╭──

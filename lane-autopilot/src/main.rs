use anyhow::{anyhow, Result};
use clap::{Parser, Subcommand, ValueEnum};
use lane_autopilot::benchmark::{resolve_drivers, run_benchmark, BenchmarkConfig, Objective};
use lane_autopilot::campaign::{run_campaign, CampaignConfig, FIRST_LEVEL};
use lane_autopilot::config::{load_sim_config, resolve_max_ticks};
use lane_autopilot::dataset::{generate, DatasetConfig};
use lane_autopilot::drivers::{create_driver, describe_drivers, driver_ids, driver_manifest_entries};
use lane_autopilot::runner::{run_match, write_json, RunOptions};
use lane_autopilot::util::{parse_seed, resolve_seeds, seed_to_hex, DEFAULT_SEED_START};
use std::path::PathBuf;
use std::time::{SystemTime, UNIX_EPOCH};

#[derive(Parser, Debug)]
#[command(name = "lane-autopilot")]
#[command(about = "Deterministic lane racing: drivers, races, benchmarks and sample generation")]
struct Cli {
    /// JSON file with simulation overrides (missing fields keep defaults)
    #[arg(long, global = true)]
    config: Option<PathBuf>,
    #[command(subcommand)]
    command: Commands,
}

#[derive(Subcommand, Debug)]
enum Commands {
    /// List available drivers
    ListDrivers,
    /// Export the driver manifest as JSON
    DriverManifest {
        #[arg(long)]
        output: Option<PathBuf>,
    },
    /// Print the effective simulation config as JSON
    ShowConfig,
    /// Run one race, optionally against an opponent in the second lane
    Race {
        #[arg(long, default_value = "hybrid")]
        driver: String,
        #[arg(long)]
        opponent: Option<String>,
        #[arg(long)]
        seed: Option<String>,
        #[arg(long)]
        max_ticks: Option<u32>,
        /// Keep the driver's per-tick frames and report how many were captured
        #[arg(long, default_value_t = false)]
        record: bool,
        #[arg(long)]
        output: Option<PathBuf>,
    },
    /// Run a multi-seed benchmark across one or more drivers
    Benchmark {
        #[arg(long)]
        drivers: Option<String>,
        #[arg(long)]
        opponent: Option<String>,
        #[arg(long)]
        seeds: Option<String>,
        #[arg(long)]
        seed_file: Option<PathBuf>,
        #[arg(long)]
        seed_start: Option<String>,
        #[arg(long, default_value_t = 12)]
        seed_count: u32,
        #[arg(long)]
        max_ticks: Option<u32>,
        #[arg(long, value_enum, default_value_t = CliObjective::Completion)]
        objective: CliObjective,
        #[arg(long)]
        out_dir: Option<PathBuf>,
        #[arg(long)]
        jobs: Option<usize>,
    },
    /// Play levels 1-3 against increasingly fast opponents
    Campaign {
        #[arg(long, default_value = "hybrid")]
        driver: String,
        #[arg(long)]
        seed: Option<String>,
        #[arg(long, default_value_t = FIRST_LEVEL)]
        start_level: u32,
        #[arg(long)]
        max_ticks: Option<u32>,
        #[arg(long)]
        output: Option<PathBuf>,
    },
    /// Collect (state, action) samples from the hybrid controller
    Sample {
        #[arg(long, default_value_t = 5_000)]
        samples: usize,
        #[arg(long, default_value_t = 100)]
        max_episodes: u32,
        #[arg(long)]
        seed: Option<String>,
        #[arg(long, default_value_t = 0.8)]
        train_ratio: f64,
        #[arg(long, default_value_t = 0.1)]
        val_ratio: f64,
        /// Write the sample statistics as JSON
        #[arg(long)]
        output: Option<PathBuf>,
    },
}

#[derive(Clone, Copy, Debug, ValueEnum)]
enum CliObjective {
    Completion,
    Pace,
    Safety,
}

impl From<CliObjective> for Objective {
    fn from(value: CliObjective) -> Self {
        match value {
            CliObjective::Completion => Objective::Completion,
            CliObjective::Pace => Objective::Pace,
            CliObjective::Safety => Objective::Safety,
        }
    }
}

fn main() -> Result<()> {
    tracing_subscriber::fmt()
        .with_env_filter(
            tracing_subscriber::filter::EnvFilter::from_default_env()
                .add_directive(tracing::Level::INFO.into()),
        )
        .init();

    let Cli { config, command } = Cli::parse();
    let sim = load_sim_config(config.as_deref())?;

    match command {
        Commands::ListDrivers => {
            for (id, description) in describe_drivers() {
                println!("{id:16} {description}");
            }
        }
        Commands::DriverManifest { output } => {
            let manifest = driver_manifest_entries(&sim);
            if let Some(path) = output {
                write_json(&path, &manifest)?;
                println!("wrote={}", path.display());
                println!("drivers={}", manifest.len());
            } else {
                println!("{}", serde_json::to_string_pretty(&manifest)?);
            }
        }
        Commands::ShowConfig => {
            println!("{}", serde_json::to_string_pretty(&sim)?);
        }
        Commands::Race {
            driver,
            opponent,
            seed,
            max_ticks,
            record,
            output,
        } => {
            ensure_driver(&driver, &sim)?;
            if let Some(opponent) = opponent.as_deref() {
                ensure_driver(opponent, &sim)?;
            }
            let seed = seed_or_default(seed.as_deref())?;
            let max_ticks = resolve_max_ticks(max_ticks, &sim);
            let artifact = run_match(
                &driver,
                opponent.as_deref(),
                seed,
                &sim,
                max_ticks,
                RunOptions { record },
            )?;
            let m = &artifact.metrics;

            println!("driver={}", m.driver_id);
            println!("controller={}", m.controller_id);
            if let Some(opponent) = &m.opponent_id {
                println!("opponent={opponent}");
            }
            println!("seed={}", seed_to_hex(seed));
            println!("ticks={}", m.ticks);
            println!("winner={}", m.winner.as_deref().unwrap_or("none"));
            println!("checkpoints={}/{}", m.checkpoints, m.checkpoint_total);
            println!("progress={:.0}%", m.progress * 100.0);
            println!("distance={:.1}", m.total_distance);
            println!("crashed={} crash_ticks={}", m.crashed, m.crash_ticks);
            if record {
                println!("recorded_frames={}", artifact.frames.len());
            }
            if let Some(path) = output {
                write_json(&path, &artifact.metrics)?;
                println!("output={}", path.display());
            }
        }
        Commands::Benchmark {
            drivers,
            opponent,
            seeds,
            seed_file,
            seed_start,
            seed_count,
            max_ticks,
            objective,
            out_dir,
            jobs,
        } => {
            let drivers = resolve_drivers(drivers.as_deref())?;
            let seeds = resolve_seeds(
                seeds.as_deref(),
                seed_file.as_deref(),
                seed_start.as_deref(),
                seed_count,
            )?;
            let objective: Objective = objective.into();
            let max_ticks = resolve_max_ticks(max_ticks, &sim);
            let out_dir = out_dir.unwrap_or_else(|| {
                PathBuf::from(format!(
                    "benchmarks/{}-{}",
                    objective.as_str(),
                    timestamp_suffix()
                ))
            });

            let report = run_benchmark(BenchmarkConfig {
                drivers,
                opponent,
                seeds,
                max_ticks,
                objective,
                sim,
                out_dir: out_dir.clone(),
                jobs,
            })?;

            println!("objective={}", objective.as_str());
            println!("runs={}", report.run_count);
            println!(
                "jobs={}",
                report
                    .jobs
                    .map(|value| value.to_string())
                    .unwrap_or_else(|| "auto".to_string())
            );
            println!("out_dir={}", out_dir.display());
            println!("rankings:");
            for (idx, driver) in report.driver_rankings.iter().enumerate() {
                println!(
                    "  {}. {}  objective={:.2} finish={:.0}% avg_ticks={} progress={:.0}% crash={:.0}%",
                    idx + 1,
                    driver.driver_id,
                    driver.objective_value,
                    driver.finish_rate * 100.0,
                    driver
                        .avg_finish_ticks
                        .map(|t| format!("{t:.1}"))
                        .unwrap_or_else(|| "-".to_string()),
                    driver.avg_progress * 100.0,
                    driver.crash_rate * 100.0,
                );
            }
        }
        Commands::Campaign {
            driver,
            seed,
            start_level,
            max_ticks,
            output,
        } => {
            ensure_driver(&driver, &sim)?;
            let seed = seed_or_default(seed.as_deref())?;
            let max_ticks = resolve_max_ticks(max_ticks, &sim);
            let report = run_campaign(&CampaignConfig {
                driver,
                seed,
                start_level,
                max_ticks,
                sim,
            })?;

            println!("driver={}", report.driver_id);
            for level in &report.levels {
                println!(
                    "  level {} vs {}: {} ticks={} checkpoints={} opponent_checkpoints={}",
                    level.level,
                    level.opponent_id,
                    if level.won { "won" } else { "lost" },
                    level.ticks,
                    level.checkpoints,
                    level.opponent_checkpoints,
                );
            }
            println!("reached_level={}", report.reached_level);
            println!("cleared={}", report.cleared);
            if let Some(path) = output {
                write_json(&path, &report)?;
                println!("output={}", path.display());
            }
        }
        Commands::Sample {
            samples,
            max_episodes,
            seed,
            train_ratio,
            val_ratio,
            output,
        } => {
            let mut cfg = DatasetConfig {
                samples,
                max_episodes,
                ..DatasetConfig::default()
            };
            if let Some(seed) = seed.as_deref() {
                cfg.seed = parse_seed(seed)?;
            }
            let dataset = generate(&cfg, &sim)?;
            let split = dataset.split(train_ratio, val_ratio, cfg.seed)?;
            let stats = dataset.stats();

            println!("samples={} synthetic={}", stats.samples, stats.synthetic);
            println!("episodes={} crashes={}", stats.episodes, stats.crashes);
            for (name, column) in [
                ("speed", stats.speed),
                ("steering", stats.steering),
                ("throttle", stats.throttle),
            ] {
                println!(
                    "{name:9} min={:.3} max={:.3} mean={:.3}",
                    column.min, column.max, column.mean
                );
            }
            println!(
                "split train={} validation={} test={}",
                split.train.len(),
                split.validation.len(),
                split.test.len()
            );
            if let Some(path) = output {
                write_json(&path, &stats)?;
                println!("output={}", path.display());
            }
        }
    }

    Ok(())
}

fn ensure_driver(id: &str, sim: &lane_core::SimConfig) -> Result<()> {
    if create_driver(id, sim, 0).is_none() {
        let available = driver_ids().join(", ");
        return Err(anyhow!("unknown driver '{id}'. available: {available}"));
    }
    Ok(())
}

fn seed_or_default(seed: Option<&str>) -> Result<u32> {
    seed.map_or(Ok(DEFAULT_SEED_START), parse_seed)
}

fn timestamp_suffix() -> String {
    let now = SystemTime::now()
        .duration_since(UNIX_EPOCH)
        .unwrap_or_default()
        .as_secs();
    format!("{now}")
}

╰──

What the task requires: Pick out, from the lines above, every one that contains the string "RunOptions".

Response for this exercise:
use lane_autopilot::runner::{run_match, write_json, RunOptions};
                RunOptions { record },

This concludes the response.